§ DATA SUPPLIED:
// SPDX-License-Identifier: Apache-2.0 OR MIT
// Copyright (c) 2025-2026 naskel.com

//! Initiator-side slot table (spec §4.2).

use parking_lot::Mutex;

use crate::exchange::ExchangeId;
use crate::serial::SerialNumber;
use crate::slot::ReserveError;

/// One initiator-side slot.
///
/// Invariant: `last_confirmed_sn <= slot_sn`, and they differ by at most one.
/// `advance()` sets `slot_sn = last_confirmed_sn + 1`; `confirm()` catches
/// `last_confirmed_sn` up; `rollback()` undoes an `advance()` that was never
/// confirmed.
#[derive(Debug, Clone, Copy)]
struct Slot {
    slot_sn: SerialNumber,
    last_confirmed_sn: SerialNumber,
    command: Option<ExchangeId>,
}

impl Slot {
    const fn new() -> Self {
        Self {
            slot_sn: SerialNumber::ZERO,
            last_confirmed_sn: SerialNumber::ZERO,
            command: None,
        }
    }

    fn is_confirmed(&self) -> bool {
        self.slot_sn == self.last_confirmed_sn
    }
}

struct Inner {
    slots: Vec<Slot>,
    /// Bit `i` set means slot `i` is currently reserved.
    reserved: Vec<bool>,
    /// Highest slot ID the table may currently hold (`len - 1`).
    current_max: u32,
    /// Target size during a controlled downsize; `target <= current_max`.
    target: u32,
}

impl Inner {
    fn grow_to(&mut self, new_len: u32) {
        let new_len = new_len as usize;
        if new_len > self.slots.len() {
            self.slots.resize(new_len, Slot::new());
            self.reserved.resize(new_len, false);
        }
    }

    fn try_shrink(&mut self) {
        if self.slots.len() as u32 <= self.target + 1 {
            return;
        }
        let any_reserved_above_target = self.reserved[(self.target as usize + 1)..]
            .iter()
            .any(|&r| r);
        if !any_reserved_above_target {
            self.slots.truncate(self.target as usize + 1);
            self.reserved.truncate(self.target as usize + 1);
            self.current_max = self.target;
        }
    }
}

/// Bounded table of slots the initiator may reserve for outstanding commands.
///
/// Thread-safe: `reserve`/`release`/`resize` all take the single internal
/// lock, matching the teacher's per-channel coarse-lock style
/// ([`reliability::history_cache::HistoryCache`]'s `Mutex<VecDeque<_>>`)
/// rather than per-slot locking, since reservation inherently touches the
/// shared bitmap.
pub struct InitiatorSlotTable {
    inner: Mutex<Inner>,
}

impl InitiatorSlotTable {
    /// Build a table with `capacity` slots, all initially free.
    #[must_use]
    pub fn new(capacity: u32) -> Self {
        let len = capacity as usize;
        Self {
            inner: Mutex::new(Inner {
                slots: vec![Slot::new(); len],
                reserved: vec![false; len],
                current_max: capacity.saturating_sub(1),
                target: capacity.saturating_sub(1),
            }),
        }
    }

    /// Reserve the least-significant clear bit `<= target`, advance that
    /// slot's SlotSN, and attach `command`. Returns the slot ID and the
    /// SlotSN the command must stamp on the wire.
    pub fn reserve(&self, command: ExchangeId) -> Result<(u32, SerialNumber), ReserveError> {
        let mut inner = self.inner.lock();
        let target = inner.target;
        let free = inner.reserved[..=(target as usize)]
            .iter()
            .position(|&r| !r)
            .map(|idx| idx as u32);
        let Some(slot_id) = free else {
            return Err(ReserveError::Unavailable);
        };
        inner.reserved[slot_id as usize] = true;
        let slot = &mut inner.slots[slot_id as usize];
        slot.slot_sn = slot.last_confirmed_sn.succ();
        slot.command = Some(command);
        Ok((slot_id, slot.slot_sn))
    }

    /// Mark the slot confirmed (peer accepted it): `last_confirmed_sn =
    /// slot_sn`.
    pub fn confirm(&self, slot_id: u32) {
        let mut inner = self.inner.lock();
        let slot = &mut inner.slots[slot_id as usize];
        slot.last_confirmed_sn = slot.slot_sn;
    }

    /// Undo a reservation the peer rejected: `slot_sn = last_confirmed_sn`.
    pub fn rollback(&self, slot_id: u32) {
        let mut inner = self.inner.lock();
        let slot = &mut inner.slots[slot_id as usize];
        slot.slot_sn = slot.last_confirmed_sn;
    }

    /// Release a confirmed slot back to the free pool. Panics if the slot is
    /// not confirmed — releasing an unconfirmed slot would let a future
    /// reservation lose the pending command's retry linkage.
    pub fn release(&self, slot_id: u32) {
        let mut inner = self.inner.lock();
        {
            let slot = &inner.slots[slot_id as usize];
            assert!(
                slot.is_confirmed(),
                "release of unconfirmed slot {slot_id}"
            );
        }
        inner.reserved[slot_id as usize] = false;
        inner.slots[slot_id as usize].command = None;
        if slot_id > inner.target {
            inner.try_shrink();
        }
    }

    /// Apply a resize carried in a peer response: `(current_max, target)`.
    /// Growing is immediate; shrinking only marks intent, actually
    /// truncating lazily as slots above `target` are released.
    pub fn resize(&self, current_max: u32, target: u32) {
        let mut inner = self.inner.lock();
        if target + 1 > inner.slots.len() as u32 {
            inner.grow_to(target + 1);
        }
        inner.current_max = current_max;
        inner.target = target;
        inner.try_shrink();
    }

    #[must_use]
    pub fn current_max(&self) -> u32 {
        self.inner.lock().current_max
    }

    #[must_use]
    pub fn capacity(&self) -> usize {
        self.inner.lock().slots.len()
    }
}

#[cfg(test)]
mod tests {
    use super::*;

    fn xid(n: u64) -> ExchangeId {
        ExchangeId(n)
    }

    #[test]
    fn reserve_assigns_least_significant_free_slot() {
        let table = InitiatorSlotTable::new(4);
        let (slot0, sn0) = table.reserve(xid(1)).unwrap();
        assert_eq!(slot0, 0);
        assert_eq!(sn0, SerialNumber::new(1));
        let (slot1, _) = table.reserve(xid(2)).unwrap();
        assert_eq!(slot1, 1);
    }

    #[test]
    fn reservation_fails_when_exhausted() {
        let table = InitiatorSlotTable::new(2);
        table.reserve(xid(1)).unwrap();
        table.reserve(xid(2)).unwrap();
        assert_eq!(table.reserve(xid(3)), Err(ReserveError::Unavailable));
    }

    #[test]
    fn release_requires_confirmation() {
        let table = InitiatorSlotTable::new(1);
        let (slot, _) = table.reserve(xid(1)).unwrap();
        table.confirm(slot);
        table.release(slot);
        // slot is free again
        let (slot2, sn2) = table.reserve(xid(2)).unwrap();
        assert_eq!(slot2, slot);
        assert_eq!(sn2, SerialNumber::new(2));
    }

    #[test]
    #[should_panic(expected = "release of unconfirmed slot")]
    fn release_of_unconfirmed_slot_panics() {
        let table = InitiatorSlotTable::new(1);
        let (slot, _) = table.reserve(xid(1)).unwrap();
        table.release(slot);
    }

    #[test]
    fn rollback_reverses_advance() {
        let table = InitiatorSlotTable::new(1);
        let (slot, sn) = table.reserve(xid(1)).unwrap();
        assert_eq!(sn, SerialNumber::new(1));
        table.rollback(slot);
        // Reserving the same slot again should reuse the same SlotSN.
        let (_, sn_again) = table.reserve(xid(2)).unwrap();
        assert_eq!(sn_again, SerialNumber::new(1));
    }

    #[test]
    fn downsize_only_truncates_once_upper_slots_are_released() {
        let table = InitiatorSlotTable::new(4);
        let (s0, _) = table.reserve(xid(1)).unwrap();
        let (s1, _) = table.reserve(xid(2)).unwrap();
        let (s2, _) = table.reserve(xid(3)).unwrap();
        table.resize(3, 1);
        assert_eq!(table.capacity(), 4, "slot 2 still reserved above target");
        table.confirm(s2);
        table.release(s2);
        assert_eq!(table.capacity(), 2, "shrink happens lazily on release");
        table.confirm(s0);
        table.confirm(s1);
        table.release(s0);
        table.release(s1);
    }

    #[test]
    fn upsize_is_immediate() {
        let table = InitiatorSlotTable::new(2);
        table.resize(5, 5);
        assert_eq!(table.capacity(), 6);
        assert_eq!(table.current_max(), 5);
    }
}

§ WHAT TO WORK ON:
The reply should hold only the lines from the beginning of the listing to the line with "fn grow_to(&mut self, new_len: u32)", both ends included, unchanged.

§ RESPONSE AREA:
// SPDX-License-Identifier: Apache-2.0 OR MIT
// Copyright (c) 2025-2026 naskel.com

//! Initiator-side slot table (spec §4.2).

use parking_lot::Mutex;

use crate::exchange::ExchangeId;
use crate::serial::SerialNumber;
use crate::slot::ReserveError;

/// One initiator-side slot.
///
/// Invariant: `last_confirmed_sn <= slot_sn`, and they differ by at most one.
/// `advance()` sets `slot_sn = last_confirmed_sn + 1`; `confirm()` catches
/// `last_confirmed_sn` up; `rollback()` undoes an `advance()` that was never
/// confirmed.
#[derive(Debug, Clone, Copy)]
struct Slot {
    slot_sn: SerialNumber,
    last_confirmed_sn: SerialNumber,
    command: Option<ExchangeId>,
}

impl Slot {
    const fn new() -> Self {
        Self {
            slot_sn: SerialNumber::ZERO,
            last_confirmed_sn: SerialNumber::ZERO,
            command: None,
        }
    }

    fn is_confirmed(&self) -> bool {
        self.slot_sn == self.last_confirmed_sn
    }
}

struct Inner {
    slots: Vec<Slot>,
    /// Bit `i` set means slot `i` is currently reserved.
    reserved: Vec<bool>,
    /// Highest slot ID the table may currently hold (`len - 1`).
    current_max: u32,
    /// Target size during a controlled downsize; `target <= current_max`.
    target: u32,
}

impl Inner {
    fn grow_to(&mut self, new_len: u32) {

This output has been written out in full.